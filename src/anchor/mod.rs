//! Anchor module
//!
//! Durable, page-independent descriptions of highlighted spans:
//! - `HighlightRecord`: the persisted anchor (structural path + quoted text)
//! - `StructuralPath`: tag/position route from the root to an element
//! - `AnchorBuilder`: live selection to record, rendering immediately
//! - `AnchorResolver`: record back to a live range (path first, text scan fallback)

mod builder;
mod path;
mod record;
mod resolver;

pub use builder::AnchorBuilder;
pub use path::{PathParseError, PathStep, StructuralPath};
pub use record::{generate_highlight_id, now_millis, HighlightMap, HighlightRecord};
pub use resolver::{AnchorResolver, Resolution, ResolvePhase};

*Exercise prompt*
Return the entries exactly through the "record, rendering immediately" line.

*Output*
filename src/anchor/mod.rs
//! Anchor module
//!
//! Durable, page-independent descriptions of highlighted spans:
//! - `HighlightRecord`: the persisted anchor (structural path + quoted text)
//! - `StructuralPath`: tag/position route from the root to an element
//! - `AnchorBuilder`: live selection to record, rendering immediately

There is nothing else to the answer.